- [Goal of the exercise]:
Across the records below, how many lines include the word "HashMap"? State only the number.
===== Data extracts =====
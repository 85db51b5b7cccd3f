use std::collections::{HashMap, HashSet};
use std::path::Path;

use anyhow::{Context, Result, bail};
use arrow::array::{Array, ArrayRef, AsArray};
use arrow::datatypes::{
    DataType, Float32Type, Float64Type, Int16Type, Int32Type, Int64Type, Int8Type, UInt16Type,
    UInt32Type, UInt64Type, UInt8Type,
};
use arrow::util::display::array_value_to_string;
use calamine::{Data, Reader, open_workbook_auto};
use parquet::arrow::arrow_reader::ParquetRecordBatchReaderBuilder;
use serde_json::Value as JsonValue;

use super::error::LoadError;
use super::model::{CellValue, Column, ColumnType, Dataset};

// ---------------------------------------------------------------------------
// Public entry-point
// ---------------------------------------------------------------------------

/// Load a tabular dataset from a file.  Dispatch by extension.
///
/// Supported formats:
/// * `.csv`                    – header row, comma separated
/// * `.xlsx` / `.xls` / `.ods` – first worksheet, header row
/// * `.json`                   – `[{ "col": value, ... }, ...]`
/// * `.parquet`                – flat schema, one field per column
pub fn load_file(path: &Path) -> Result<Dataset, LoadError> {
    if !path.is_file() {
        return Err(LoadError::NotFound(path.to_path_buf()));
    }

    let ext = path
        .extension()
        .and_then(|e| e.to_str())
        .unwrap_or("")
        .to_ascii_lowercase();

    let columns = match ext.as_str() {
        "csv" => load_csv(path),
        "xlsx" | "xlsm" | "xls" | "ods" => load_workbook(path),
        "json" => load_json(path),
        "parquet" | "pq" => load_parquet(path),
        other => return Err(LoadError::UnsupportedExtension(other.to_string())),
    }
    .map_err(|e| LoadError::InvalidFormat(format!("{e:#}")))?;

    let dataset = Dataset::new(columns)?;
    log::info!(
        "Loaded {} ({} rows × {} columns)",
        path.display(),
        dataset.len(),
        dataset.width()
    );
    Ok(dataset)
}

/// Name blank headers `Unnamed: <i>` and suffix repeats with `.1`, `.2`, …
/// skipping any suffix another header already uses.
fn dedupe_headers(raw: Vec<String>) -> Vec<String> {
    let mut used: HashSet<String> = HashSet::new();
    let mut next_suffix: HashMap<String, usize> = HashMap::new();
    raw.into_iter()
        .enumerate()
        .map(|(i, h)| {
            let base = if h.trim().is_empty() {
                format!("Unnamed: {i}")
            } else {
                h
            };
            let mut name = base.clone();
            if used.contains(&name) {
                let n = next_suffix.entry(base.clone()).or_insert(1);
                while used.contains(&name) {
                    name = format!("{base}.{n}");
                    *n += 1;
                }
            }
            used.insert(name.clone());
            name
        })
        .collect()
}

// ---------------------------------------------------------------------------
// Type inference
// ---------------------------------------------------------------------------

/// Text that a delimited parser treats as a missing value.
const NA_TOKENS: &[&str] = &[
    "", "NA", "N/A", "n/a", "NaN", "nan", "-NaN", "-nan", "null", "NULL", "None", "#N/A",
];

fn is_na(s: &str) -> bool {
    NA_TOKENS.contains(&s.trim())
}

/// Infer a column from raw text cells (CSV).
///
/// * every value an integer, none missing → `int64`
/// * every value a number                 → `float64`
/// * every value `true`/`false`           → `bool`
/// * anything else                        → `object`
pub fn infer_from_strings(name: String, raw: &[String]) -> Column {
    let present: Vec<&str> = raw.iter().map(|s| s.trim()).filter(|s| !is_na(s)).collect();
    let any_missing = present.len() < raw.len();

    if present.is_empty() {
        return Column::new(name, ColumnType::Float64, vec![CellValue::Null; raw.len()]);
    }

    if !any_missing && present.iter().all(|s| s.parse::<i64>().is_ok()) {
        let values = raw
            .iter()
            .map(|s| s.trim().parse::<i64>().map_or(CellValue::Null, CellValue::Integer))
            .collect();
        return Column::new(name, ColumnType::Int64, values);
    }

    if present.iter().all(|s| s.parse::<f64>().is_ok()) {
        let values = raw
            .iter()
            .map(|s| match s.trim().parse::<f64>() {
                Ok(v) if !is_na(s) => CellValue::Float(v),
                _ => CellValue::Null,
            })
            .collect();
        return Column::new(name, ColumnType::Float64, values);
    }

    let as_bool = |s: &str| match s.to_ascii_lowercase().as_str() {
        "true" => Some(true),
        "false" => Some(false),
        _ => None,
    };
    if !any_missing && present.iter().all(|s| as_bool(*s).is_some()) {
        let values = raw
            .iter()
            .map(|s| as_bool(s.trim()).map_or(CellValue::Null, CellValue::Bool))
            .collect();
        return Column::new(name, ColumnType::Bool, values);
    }

    let values = raw
        .iter()
        .map(|s| {
            if is_na(s) {
                CellValue::Null
            } else {
                CellValue::Text(s.clone())
            }
        })
        .collect();
    Column::new(name, ColumnType::Object, values)
}

/// Infer a column from cells that already carry a type (spreadsheet, JSON,
/// Parquet).
pub fn infer_from_cells(name: String, cells: Vec<CellValue>) -> Column {
    let present: Vec<&CellValue> = cells.iter().filter(|c| !c.is_missing()).collect();
    let any_missing = present.len() < cells.len();

    if present.is_empty() {
        return Column::new(name, ColumnType::Float64, vec![CellValue::Null; cells.len()]);
    }

    let all_numeric = present
        .iter()
        .all(|c| matches!(c, CellValue::Integer(_) | CellValue::Float(_)));
    if all_numeric {
        let integral = present.iter().all(|c| match c {
            CellValue::Integer(_) => true,
            CellValue::Float(f) => f.fract() == 0.0 && f.abs() < i64::MAX as f64,
            _ => false,
        });
        if integral && !any_missing {
            let values = cells
                .into_iter()
                .map(|c| match c {
                    CellValue::Float(f) => CellValue::Integer(f as i64),
                    other => other,
                })
                .collect();
            return Column::new(name, ColumnType::Int64, values);
        }
        let values = cells
            .into_iter()
            .map(|c| match c.as_f64() {
                Some(v) => CellValue::Float(v),
                None => CellValue::Null,
            })
            .collect();
        return Column::new(name, ColumnType::Float64, values);
    }

    if !any_missing && present.iter().all(|c| matches!(c, CellValue::Bool(_))) {
        return Column::new(name, ColumnType::Bool, cells);
    }

    if present.iter().all(|c| matches!(c, CellValue::DateTime(_))) {
        return Column::new(name, ColumnType::DateTime, cells);
    }

    let values = cells
        .into_iter()
        .map(|c| if c.is_missing() { CellValue::Null } else { c })
        .collect();
    Column::new(name, ColumnType::Object, values)
}

// ---------------------------------------------------------------------------
// CSV loader
// ---------------------------------------------------------------------------

/// CSV layout: one header row with column names, then one record per row.
/// Short records are padded with missing cells; longer ones are rejected.
fn load_csv(path: &Path) -> Result<Vec<Column>> {
    let mut reader = csv::ReaderBuilder::new()
        .flexible(true)
        .from_path(path)
        .context("opening CSV")?;
    let headers: Vec<String> = reader
        .headers()
        .context("reading CSV headers")?
        .iter()
        .map(|h| h.to_string())
        .collect();

    if headers.is_empty() {
        bail!("No columns to parse from file");
    }
    let headers = dedupe_headers(headers);

    let mut raw: Vec<Vec<String>> = vec![Vec::new(); headers.len()];
    for (row_no, result) in reader.records().enumerate() {
        let record = result.with_context(|| format!("CSV row {}", row_no + 1))?;
        if record.len() > headers.len() {
            bail!(
                "CSV row {}: expected {} fields, saw {}",
                row_no + 1,
                headers.len(),
                record.len()
            );
        }
        for (i, col) in raw.iter_mut().enumerate() {
            col.push(record.get(i).unwrap_or_default().to_string());
        }
    }

    Ok(headers
        .into_iter()
        .zip(raw)
        .map(|(name, values)| infer_from_strings(name, &values))
        .collect())
}

// ---------------------------------------------------------------------------
// Spreadsheet loader
// ---------------------------------------------------------------------------

/// First worksheet, first row as header.
fn load_workbook(path: &Path) -> Result<Vec<Column>> {
    let mut workbook = open_workbook_auto(path).context("opening workbook")?;
    let range = workbook
        .worksheet_range_at(0)
        .context("workbook has no worksheets")?
        .context("reading first worksheet")?;

    let mut rows = range.rows();
    let header = rows.next().context("No columns to parse from file")?;
    let headers = dedupe_headers(header.iter().map(|c| c.to_string()).collect());

    let mut cells: Vec<Vec<CellValue>> = vec![Vec::new(); headers.len()];
    for row in rows {
        for (i, col) in cells.iter_mut().enumerate() {
            col.push(row.get(i).map_or(CellValue::Null, sheet_cell));
        }
    }

    Ok(headers
        .into_iter()
        .zip(cells)
        .map(|(name, values)| infer_from_cells(name, values))
        .collect())
}

fn sheet_cell(cell: &Data) -> CellValue {
    match cell {
        Data::Int(i) => CellValue::Integer(*i),
        Data::Float(f) => CellValue::Float(*f),
        Data::Bool(b) => CellValue::Bool(*b),
        Data::String(s) if is_na(s) => CellValue::Null,
        Data::String(s) => CellValue::Text(s.clone()),
        Data::DateTime(dt) => match dt.as_datetime() {
            Some(ts) => CellValue::DateTime(ts.format("%Y-%m-%d %H:%M:%S").to_string()),
            None => CellValue::Float(dt.as_f64()),
        },
        Data::DateTimeIso(s) => CellValue::DateTime(s.clone()),
        Data::DurationIso(s) => CellValue::Text(s.clone()),
        Data::Error(_) | Data::Empty => CellValue::Null,
    }
}

// ---------------------------------------------------------------------------
// JSON loader
// ---------------------------------------------------------------------------

/// Expected JSON schema (records-oriented, the default `to_json(orient='records')`):
///
/// ```json
/// [
///   { "name": "Ann", "age": 31, "member": true },
///   { "name": "Bo",  "age": null }
/// ]
/// ```
///
/// Columns appear in first-seen key order; absent keys are missing values.
fn load_json(path: &Path) -> Result<Vec<Column>> {
    let text = std::fs::read_to_string(path).context("reading JSON file")?;
    let root: JsonValue = serde_json::from_str(&text).context("parsing JSON")?;

    let records = root
        .as_array()
        .context("Expected top-level JSON array")?;

    let mut headers: Vec<String> = Vec::new();
    for (i, rec) in records.iter().enumerate() {
        let obj = rec
            .as_object()
            .with_context(|| format!("Row {i} is not a JSON object"))?;
        for key in obj.keys() {
            if !headers.contains(key) {
                headers.push(key.clone());
            }
        }
    }

    Ok(headers
        .into_iter()
        .map(|name| {
            let cells = records
                .iter()
                .map(|rec| rec.get(&name).map_or(CellValue::Null, json_to_cell))
                .collect();
            infer_from_cells(name, cells)
        })
        .collect())
}

fn json_to_cell(val: &JsonValue) -> CellValue {
    match val {
        JsonValue::String(s) => CellValue::Text(s.clone()),
        JsonValue::Number(n) => {
            if let Some(i) = n.as_i64() {
                CellValue::Integer(i)
            } else if let Some(f) = n.as_f64() {
                CellValue::Float(f)
            } else {
                CellValue::Text(n.to_string())
            }
        }
        JsonValue::Bool(b) => CellValue::Bool(*b),
        JsonValue::Null => CellValue::Null,
        other => CellValue::Text(other.to_string()),
    }
}

// ---------------------------------------------------------------------------
// Parquet loader
// ---------------------------------------------------------------------------

/// Load a flat Parquet file: each top-level field becomes one column.
///
/// Works with files written by both **Pandas** (`df.to_parquet()`) and
/// **Polars** (`df.write_parquet()`).
fn load_parquet(path: &Path) -> Result<Vec<Column>> {
    let file = std::fs::File::open(path).context("opening parquet file")?;
    let builder = ParquetRecordBatchReaderBuilder::try_new(file)
        .context("reading parquet metadata")?;
    let headers: Vec<String> = builder
        .schema()
        .fields()
        .iter()
        .map(|f| f.name().clone())
        .collect();
    let reader = builder.build().context("building parquet reader")?;

    let mut cells: Vec<Vec<CellValue>> = vec![Vec::new(); headers.len()];
    for batch_result in reader {
        let batch = batch_result.context("reading parquet record batch")?;
        for (idx, col) in cells.iter_mut().enumerate() {
            let array = batch.column(idx);
            for row in 0..batch.num_rows() {
                col.push(
                    arrow_cell(array, row)
                        .with_context(|| format!("Row {row}: failed to read '{}'", headers[idx]))?,
                );
            }
        }
    }

    Ok(headers
        .into_iter()
        .zip(cells)
        .map(|(name, values)| infer_from_cells(name, values))
        .collect())
}

/// Extract a single cell from an Arrow column at a given row.
fn arrow_cell(col: &ArrayRef, row: usize) -> Result<CellValue> {
    if col.is_null(row) {
        return Ok(CellValue::Null);
    }
    let cell = match col.data_type() {
        DataType::Utf8 => CellValue::Text(col.as_string::<i32>().value(row).to_string()),
        DataType::LargeUtf8 => CellValue::Text(col.as_string::<i64>().value(row).to_string()),
        DataType::Int8 => CellValue::Integer(col.as_primitive::<Int8Type>().value(row) as i64),
        DataType::Int16 => CellValue::Integer(col.as_primitive::<Int16Type>().value(row) as i64),
        DataType::Int32 => CellValue::Integer(col.as_primitive::<Int32Type>().value(row) as i64),
        DataType::Int64 => CellValue::Integer(col.as_primitive::<Int64Type>().value(row)),
        DataType::UInt8 => CellValue::Integer(col.as_primitive::<UInt8Type>().value(row) as i64),
        DataType::UInt16 => CellValue::Integer(col.as_primitive::<UInt16Type>().value(row) as i64),
        DataType::UInt32 => CellValue::Integer(col.as_primitive::<UInt32Type>().value(row) as i64),
        DataType::UInt64 => {
            let v = col.as_primitive::<UInt64Type>().value(row);
            i64::try_from(v).map_or(CellValue::Float(v as f64), CellValue::Integer)
        }
        DataType::Float32 => CellValue::Float(col.as_primitive::<Float32Type>().value(row) as f64),
        DataType::Float64 => CellValue::Float(col.as_primitive::<Float64Type>().value(row)),
        DataType::Boolean => CellValue::Bool(col.as_boolean().value(row)),
        DataType::Date32 | DataType::Date64 | DataType::Timestamp(_, _) => {
            CellValue::DateTime(array_value_to_string(col, row)?)
        }
        _ => CellValue::Text(array_value_to_string(col, row)?),
    };
    Ok(cell)
}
=====
- [Finished task]:
2